Translation Corpus Aligner, version 2

An interactive sentence aligner

Knut Hofland, Øystein Reigem

The Department of Culture, Language and Information Technology (Aksis)/UNIFOB, University of Bergen – Norway

{knut.hofland,oystein.reigem}@aksis.uib.no

Keywords: sentence alignment, translation corpus, anchor list, XML, Java

1. Introduction

We will demonstrate an interactive sentence alignment program. The program uses different kinds of information to link sentences in an original text and sentences in a translation of this text. The main source of information used is a small bilingual lexicon (called anchor list). It is possible to adjust the suggested alignments while the program runs by means of a graphical user interface. The program is a new version of the program used in the English Norwegian Parallel Corpus (ENPC) project.

2. The old version

TCA, Translation Corpus Aligner, (Hofland & Johansson 1998), was written to the ENPC project (1993-97) and was used to align sentences in hundred pairs of texts (of a total of 2.6 million words). The program was also used by similar projects in Sweden and Finland and has also been used for other language pairs such as English-Dutch, English-Portuguese and English-German. The program is currently used in the Oslo Multilingual Corpus (OMC) project (English, Norwegian, German and French texts). The program has a command line interface and the result files have to be edited manually in a text editor by changing the value for the corresp attribute for the sentences with incorrect alignment. The program has shortcomings with regards to the size of the anchor list and the encoding of the texts.

3. The new version

The main features of the new program:

Supports different character encodings (iso-8859 or utf-8)
The texts have to be marked-up in XML
Written in Java, runs under Windows, Macintosh and Linux
General truncation in the anchor list (regular expressions) and no limit of size
Similarity of words and proper nouns used as additional anchor “points”
User selectable units to align
Interactive correction of alignment
Several output formats, TEI and Paraconc/Multiconcord

The program requires the input texts to be divided into sentences (and/or other units to align). Each unit must have a unique id. Two utility programs are included for these purposes.

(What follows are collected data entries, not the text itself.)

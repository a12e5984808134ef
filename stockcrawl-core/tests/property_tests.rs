//! Property tests for request URL construction and config validation.
//!
//! Uses proptest to verify:
//! 1. URL shape: every parameter appears once, in order, verbatim
//! 2. Calendar conversion: the zero-based month is always one less
//! 3. Output paths: one `<SYMBOL>.csv` per symbol inside the output dir

use chrono::NaiveDate;
use proptest::prelude::*;
use std::path::PathBuf;
use stockcrawl_core::{planned_requests, table_url, CrawlConfig, QuoteDate, DEFAULT_BASE_URL};

// ── Strategies (proptest) ────────────────────────────────────────────

fn arb_symbol() -> impl Strategy<Value = String> {
    "[A-Z]{1,5}(\\.[A-Z])?"
}

fn arb_quote_date() -> impl Strategy<Value = QuoteDate> {
    (0u32..12, 1u32..=31, 1970i32..2100).prop_map(|(m, d, y)| QuoteDate::new(m, d, y))
}

fn arb_calendar_date() -> impl Strategy<Value = NaiveDate> {
    (0i64..40_000).prop_map(|offset| {
        NaiveDate::from_ymd_opt(1970, 1, 1).unwrap() + chrono::Duration::days(offset)
    })
}

// ── 1. URL shape ─────────────────────────────────────────────────────

proptest! {
    #[test]
    fn url_has_fixed_shape(symbol in arb_symbol(), date in arb_quote_date()) {
        let url = table_url(DEFAULT_BASE_URL, &symbol, &date);
        let expected = format!(
            "http://chart.finance.yahoo.com/table.csv?s={}&d={}&e={}&f={}&g=d&ignore=.csv",
            symbol, date.month, date.day, date.year
        );
        prop_assert_eq!(url, expected);
    }

    #[test]
    fn url_query_parameters_in_order(symbol in arb_symbol(), date in arb_quote_date()) {
        let url = table_url(DEFAULT_BASE_URL, &symbol, &date);
        let query = url.split_once('?').map(|(_, q)| q).unwrap();
        let keys: Vec<&str> = query
            .split('&')
            .map(|pair| pair.split_once('=').map(|(k, _)| k).unwrap())
            .collect();
        prop_assert_eq!(keys, vec!["s", "d", "e", "f", "g", "ignore"]);
    }
}

// ── 2. Calendar conversion ───────────────────────────────────────────

proptest! {
    #[test]
    fn calendar_month_minus_one(date in arb_calendar_date()) {
        use chrono::Datelike;
        let quote = QuoteDate::from_calendar(date);
        prop_assert_eq!(quote.month + 1, date.month());
        prop_assert_eq!(quote.day, date.day());
        prop_assert_eq!(quote.year, date.year());
        prop_assert!(quote.month <= 11);
    }
}

// ── 3. Output paths ──────────────────────────────────────────────────

proptest! {
    #[test]
    fn one_plan_entry_per_symbol(symbols in prop::collection::vec(arb_symbol(), 0..10)) {
        let config = CrawlConfig {
            symbols: symbols.clone(),
            output_dir: PathBuf::from("out"),
            ..CrawlConfig::default()
        };
        prop_assert!(config.validate().is_ok());

        let plan = planned_requests(&config);
        prop_assert_eq!(plan.len(), symbols.len());
        for (entry, symbol) in plan.iter().zip(&symbols) {
            prop_assert_eq!(&entry.symbol, symbol);
            prop_assert_eq!(&entry.path, &PathBuf::from("out").join(format!("{symbol}.csv")));
        }
    }
}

The most important change from the old version is the interactive user interface. In its basic mode the program suggests one alignment at a time. The user may accept the suggestion as it is, or change it by adding and removing sentences, using button clicks or shortcut keys. Details about the program’s reason for choosing a particular alignment are displayed in the user interface, and also written to a log file. In its “skip 1-1” mode the program runs the alignment process automatically, only pausing for user action when the suggestion is not an 1-1 alignment (i.e, 1-0, 0-1, 2-1, or 1-2). A third, all-automatic mode will also be implemented. A sample of the user interface is found at http://gandalf.aksis.uib.no/tca2/img/tca2.jpg. The time to get a 100% correct sentence aligned corpus will be reduced compared to the use of the old version. The output of the program can also be read by the IMS Corpus Workbench program after a simple transformation.

The program has been used to align an English-Spanish parallel corpus (ACTRES). In the OMC project the program is currently tested to align Norwegian and Russian texts. The program is tested at the University of Tromsø to be used in alignment of texts in the Sami languages and the other languages used in the Barents region.

References

Hofland, K. and S. Johansson. (1998) The Translation Corpus Aligner: A program for automatic alignment of parallel texts. In S. Johansson and S. Oksefjell (eds) Corpora and Crosslinguistic Research: Theory, Method, and Case Studies. Amsterdam:Rodopi, 87-100. Available at: http://khnt.hd.uib.no/files/align.htm

ENPC home page: http://www.hf.uio.no/ilos/forskning/forskningsprosjekter/enpc/

OMC home page: http://www.hf.uio.no/forskningsprosjekter/sprik/